C’è un momento, nella sua vita, dove l’eroe non si riconosce in un modello, ma intuisce che è lui stesso l’archetipo. A quel punto non può sottrarsi alla “chiamata”: l’eroe DEVE oltrepassare la soglia. Anche a costo di non riuscire ad annientare il nemico. Anche a costo di annientare se stesso.
Ora, il bel quesito di Tere ne sottace un altro.
La chiamata dell’ “eroe”, il suo dire di sì alla morte tragica e inevitabile, è un destino triste e virile, o è “hybris”, arroganza?
Nietzsche, ad esempio, sarebbe per la seconda ipotesi.
E offre pure una soluzione: l’uomo nuovo dovrebbe imparare a riconoscere in sé l’eroe, certo. Ma anche il giullare, il pazzo, l’uomo che sa vivere “in leggerezza”, “al di là del bene e del male”.
Visto che siamo a fine anno e ci stanno già travolgendo con previsioni e oroscopi, concediamoci di spiare la simbologia esoterica.

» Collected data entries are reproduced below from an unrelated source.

#[cfg(test)]
mod tests {
    use super::*;
    use crate::catalog::InMemoryCatalog;
    use crate::expressions::{ArrayLiteral, BoolTestKind};
    use crate::version::RemoteVersion;

    const REL: u32 = 1;

    fn ctx(version: RemoteVersion) -> CapabilityContext {
        CapabilityContext::new(version, REL)
    }

    fn col(attnum: i16, ty: SqlType) -> Expression {
        Expression::column(REL, attnum, ty)
    }

    fn verdict(catalog: &InMemoryCatalog, version: RemoteVersion, expr: &Expression) -> Verdict {
        let context = ctx(version);
        SafetyWalker::new(catalog, &context).check(expr).unwrap()
    }

    #[test]
    fn test_columns() {
        let catalog = InMemoryCatalog::with_builtins();
        let v = RemoteVersion::V3_0;
        assert!(verdict(&catalog, v, &col(1, SqlType::Int4)).is_safe());
        assert!(!verdict(&catalog, v, &col(0, SqlType::Int4)).is_safe());
        assert!(!verdict(&catalog, v, &col(-1, SqlType::Int4)).is_safe());
        assert!(!verdict(&catalog, v, &Expression::column(2, 1, SqlType::Int4)).is_safe());

        let mut outer = col(1, SqlType::Int4);
        if let Expression::Column(c) = &mut outer {
            c.levels_up = 1;
        }
        assert!(!verdict(&catalog, v, &outer).is_safe());
    }

    #[test]
    fn test_comparison_and_like() {
        let catalog = InMemoryCatalog::with_builtins();
        let eq = catalog.binary_operator("=").unwrap();
        let like = catalog.binary_operator("~~").unwrap();
        let expr = Expression::and(vec![
            Expression::binary(eq, col(1, SqlType::Int4), Expression::int4(5)),
            Expression::binary(like, col(2, SqlType::Text), Expression::text("x%")),
        ]);
        assert!(verdict(&catalog, RemoteVersion::V1_5, &expr).is_safe());
    }

    #[test]
    fn test_operator_rejections() {
        let mut catalog = InMemoryCatalog::with_builtins();
        let plus = catalog.binary_operator("+").unwrap();
        let expr = Expression::binary(plus, col(1, SqlType::Int4), Expression::int4(1));
        assert_eq!(
            verdict(&catalog, RemoteVersion::V4_0, &expr),
            Verdict::Rejected(Rejection::UnsupportedOperator { name: "+".into() })
        );

        let custom = catalog.add_operator("=", OperatorKind::Binary, false);
        let expr = Expression::binary(custom, col(1, SqlType::Int4), Expression::int4(1));
        assert!(!verdict(&catalog, RemoteVersion::V4_0, &expr).is_safe());

        let shl = catalog.binary_operator("<<").unwrap();
        let expr = Expression::binary(shl, col(1, SqlType::Int4), Expression::int4(2));
        assert!(!verdict(&catalog, RemoteVersion::V2_0, &expr).is_safe());
        assert!(verdict(&catalog, RemoteVersion::V2_1, &expr).is_safe());
    }

    #[test]
    fn test_child_rejection_propagates() {
        let catalog = InMemoryCatalog::with_builtins();
        let eq = catalog.binary_operator("=").unwrap();
        let expr = Expression::or(vec![
            Expression::binary(eq, col(1, SqlType::Int4), Expression::int4(5)),
            Expression::not(Expression::unsupported("sub_link")),
        ]);
        assert_eq!(
            verdict(&catalog, RemoteVersion::V3_0, &expr),
            Verdict::Rejected(Rejection::UnsupportedNode {
                kind: "sub_link".into()
            })
        );
    }

    #[test]
    fn test_malformed_bool_expressions() {
        let catalog = InMemoryCatalog::with_builtins();
        let not_two = Expression::Bool(Box::new(crate::expressions::BoolExpr {
            op: BoolOp::Not,
            args: vec![col(1, SqlType::Bool), col(2, SqlType::Bool)],
        }));
        assert!(!verdict(&catalog, RemoteVersion::V3_0, &not_two).is_safe());
        assert!(!verdict(&catalog, RemoteVersion::V3_0, &Expression::and(vec![])).is_safe());
    }

    #[test]
    fn test_non_finite_floats_stay_local() {
        let catalog = InMemoryCatalog::with_builtins();
        let eq = catalog.binary_operator("=").unwrap();
        let v = RemoteVersion::V4_0;
        let non_finite = Verdict::Rejected(Rejection::UnsupportedNode {
            kind: "non-finite numeric constant".into(),
        });

        for special in ["NaN", "Infinity", "-Infinity"] {
            let expr = Expression::binary(eq, col(1, SqlType::Float8), Expression::literal(SqlType::Float8, special));
            assert_eq!(verdict(&catalog, v, &expr), non_finite, "{special}");

            let list = ArrayLiteral::of(SqlType::Float8, ["1", special]);
            let expr = Expression::in_list(eq, col(1, SqlType::Float8), list);
            assert_eq!(verdict(&catalog, v, &expr), non_finite, "{special}");
        }

        let finite = Expression::binary(eq, col(1, SqlType::Float8), Expression::literal(SqlType::Float8, "1.5e10"));
        assert!(verdict(&catalog, v, &finite).is_safe());
    }

    #[test]
    fn test_boolean_literals_need_native_type() {
        let catalog = InMemoryCatalog::with_builtins();
        let eq = catalog.binary_operator("=").unwrap();
        let expr = Expression::binary(eq, col(3, SqlType::Bool), Expression::boolean(true));
        assert!(!verdict(&catalog, RemoteVersion::V2_5, &expr).is_safe());
        assert!(verdict(&catalog, RemoteVersion::V3_0, &expr).is_safe());
    }

    #[test]
    fn test_tests_recurse_only() {
        let catalog = InMemoryCatalog::with_builtins();
        for kind in BoolTestKind::ALL {
            let expr = Expression::boolean_test(col(3, SqlType::Bool), kind);
            assert!(verdict(&catalog, RemoteVersion::V3_0, &expr).is_safe());
        }
        let expr = Expression::is_null(Expression::column(9, 1, SqlType::Int4));
        assert!(!verdict(&catalog, RemoteVersion::V3_0, &expr).is_safe());
    }

    #[test]
    fn test_boolean_tests_before_native_boolean() {
        let catalog = InMemoryCatalog::with_builtins();
        let eq = catalog.binary_operator("=").unwrap();
        let emulated = CapabilityContext {
            implicit_bool_type: true,
            ..ctx(RemoteVersion::V2_5)
        };
        let plain = ctx(RemoteVersion::V2_5);
        let check = |context: &CapabilityContext, expr: &Expression| {
            SafetyWalker::new(&catalog, context).check(expr).unwrap()
        };

        for kind in BoolTestKind::ALL {
            let over_column = Expression::boolean_test(col(3, SqlType::Bool), kind);
            assert!(check(&emulated, &over_column).is_safe(), "{kind:?}");
            assert!(!check(&plain, &over_column).is_safe(), "{kind:?}");

            let over_predicate = Expression::boolean_test(
                Expression::binary(eq, col(1, SqlType::Int4), Expression::int4(1)),
                kind,
            );
            assert_eq!(
                check(&emulated, &over_predicate),
                Verdict::Rejected(Rejection::UnsupportedNode {
                    kind: "boolean test without native boolean type".into()
                })
            );
            assert!(check(&ctx(RemoteVersion::V3_0), &over_predicate).is_safe());
        }

        let over_int = Expression::boolean_test(col(1, SqlType::Int4), BoolTestKind::IsTrue);
        assert!(!check(&emulated, &over_int).is_safe());
    }

    #[test]
    fn test_array_membership() {
        let catalog = InMemoryCatalog::with_builtins();
        let eq = catalog.binary_operator("=").unwrap();
        let ne = catalog.binary_operator("<>").unwrap();
        let lt = catalog.binary_operator("<").unwrap();
        let ints = ArrayLiteral::of(SqlType::Int4, ["1", "2"]);
        let v = RemoteVersion::V2_5;

        assert!(verdict(&catalog, v, &Expression::in_list(eq, col(1, SqlType::Int4), ints.clone())).is_safe());
        assert!(verdict(&catalog, v, &Expression::not_in_list(ne, col(1, SqlType::Int4), ints.clone())).is_safe());
        // = ALL and <> ANY are not membership tests
        assert!(!verdict(&catalog, v, &Expression::not_in_list(eq, col(1, SqlType::Int4), ints.clone())).is_safe());
        assert!(!verdict(&catalog, v, &Expression::in_list(ne, col(1, SqlType::Int4), ints.clone())).is_safe());
        assert!(!verdict(&catalog, v, &Expression::in_list(lt, col(1, SqlType::Int4), ints)).is_safe());

        let tstz = ArrayLiteral::of(SqlType::TimestampTz, ["2024-01-01 00:00:00+00"]);
        assert_eq!(
            verdict(&catalog, v, &Expression::in_list(eq, col(5, SqlType::TimestampTz), tstz)),
            Verdict::Rejected(Rejection::UnsupportedType {
                ty: SqlType::TimestampTz
            })
        );

        let sub_select = Expression::ArrayMembership(Box::new(crate::expressions::ArrayMembership {
            operator: eq,
            operand: col(1, SqlType::Int4),
            array: ArrayOperand::Expression(Expression::unsupported("sub_link")),
            use_or: true,
        }));
        assert!(!verdict(&catalog, v, &sub_select).is_safe());
    }

    #[test]
    fn test_functions() {
        let mut catalog = InMemoryCatalog::with_builtins();
        let upper = catalog.builtin_function("upper").unwrap();
        let now = catalog.builtin_function("now").unwrap();
        let int4 = catalog.builtin_function("int4").unwrap();
        let text = SqlType::Text;

        let call = Expression::func(upper, vec![col(2, text)], text);
        assert!(!verdict(&catalog, RemoteVersion::V1_5, &call).is_safe());
        assert!(verdict(&catalog, RemoteVersion::V2_0, &call).is_safe());

        let call = Expression::func(now, vec![], SqlType::TimestampTz);
        assert_eq!(
            verdict(&catalog, RemoteVersion::V4_0, &call),
            Verdict::Rejected(Rejection::UnsupportedType {
                ty: SqlType::TimestampTz
            })
        );

        // implicit coercions pass through whatever function implements them
        let cast = Expression::implicit_coercion(int4, col(6, SqlType::Int2), SqlType::Int4);
        assert!(verdict(&catalog, RemoteVersion::V1_5, &cast).is_safe());

        let udf = catalog.add_function("upper", false);
        let call = Expression::func(udf, vec![col(2, text)], text);
        assert_eq!(
            verdict(&catalog, RemoteVersion::V4_0, &call),
            Verdict::Rejected(Rejection::UnsupportedFunction {
                name: "upper".into()
            })
        );
    }

    #[test]
    fn test_relabel() {
        let catalog = InMemoryCatalog::with_builtins();
        let implicit = Expression::relabel(col(2, SqlType::Varchar), SqlType::Text, true);
        let explicit = Expression::relabel(col(2, SqlType::Varchar), SqlType::Text, false);
        assert!(verdict(&catalog, RemoteVersion::V2_5, &implicit).is_safe());
        assert!(!verdict(&catalog, RemoteVersion::V2_5, &explicit).is_safe());
    }

    #[test]
    fn test_distinct() {
        let catalog = InMemoryCatalog::with_builtins();
        let eq = catalog.binary_operator("=").unwrap();
        let expr = Expression::distinct(eq, col(1, SqlType::Int4), Expression::int4(3));
        assert!(!verdict(&catalog, RemoteVersion::V1_5, &expr).is_safe());
        assert!(verdict(&catalog, RemoteVersion::V2_0, &expr).is_safe());
    }

    #[test]
    fn test_catalog_miss_is_error() {
        let catalog = InMemoryCatalog::new();
        let context = ctx(RemoteVersion::V3_0);
        let expr = Expression::binary(
            crate::expressions::OperatorId(42),
            col(1, SqlType::Int4),
            Expression::int4(1),
        );
        let err = SafetyWalker::new(&catalog, &context).check(&expr).unwrap_err();
        assert!(err.is_internal());
    }

    #[test]
    fn test_classify_conditions() {
        let catalog = InMemoryCatalog::with_builtins();
        let eq = catalog.binary_operator("=").unwrap();
        let safe = Expression::binary(eq, col(1, SqlType::Int4), Expression::int4(5));
        let unsafe_ = Expression::unsupported("case");

        let context = ctx(RemoteVersion::V3_0);
        let classified =
            classify_conditions(vec![safe.clone(), unsafe_.clone()], &catalog, &context).unwrap();
        assert_eq!(classified.remote, vec![safe.clone()]);
        assert_eq!(classified.local, vec![unsafe_.clone()]);

        let disabled = CapabilityContext {
            pushdown_enabled: false,
            ..context
        };
        let classified =
            classify_conditions(vec![safe.clone(), unsafe_.clone()], &catalog, &disabled).unwrap();
        assert!(classified.remote.is_empty());
        assert_eq!(classified.local, vec![safe, unsafe_]);
    }
}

Nei tarocchi c’è una bellissima carta, quella del matto, l’arcano numero zero.
Pensate che rappresenti solo l’irrazionalità, il gioco, il buffone inaffidabile?
Errore. Il giullare/matto ci ricorda che è possibile rinunciare all’ambizione in vista di un’evoluzione esclusivamente interiore. Non a caso la carta successiva, l’arcano numero uno, il “bagatto”, altro non è che lui stesso, evoluto, e trasformatosi in un meraviglioso mago e conoscitore della vita, i cui occhi brillano finalmente di riconosciuta intelligenza.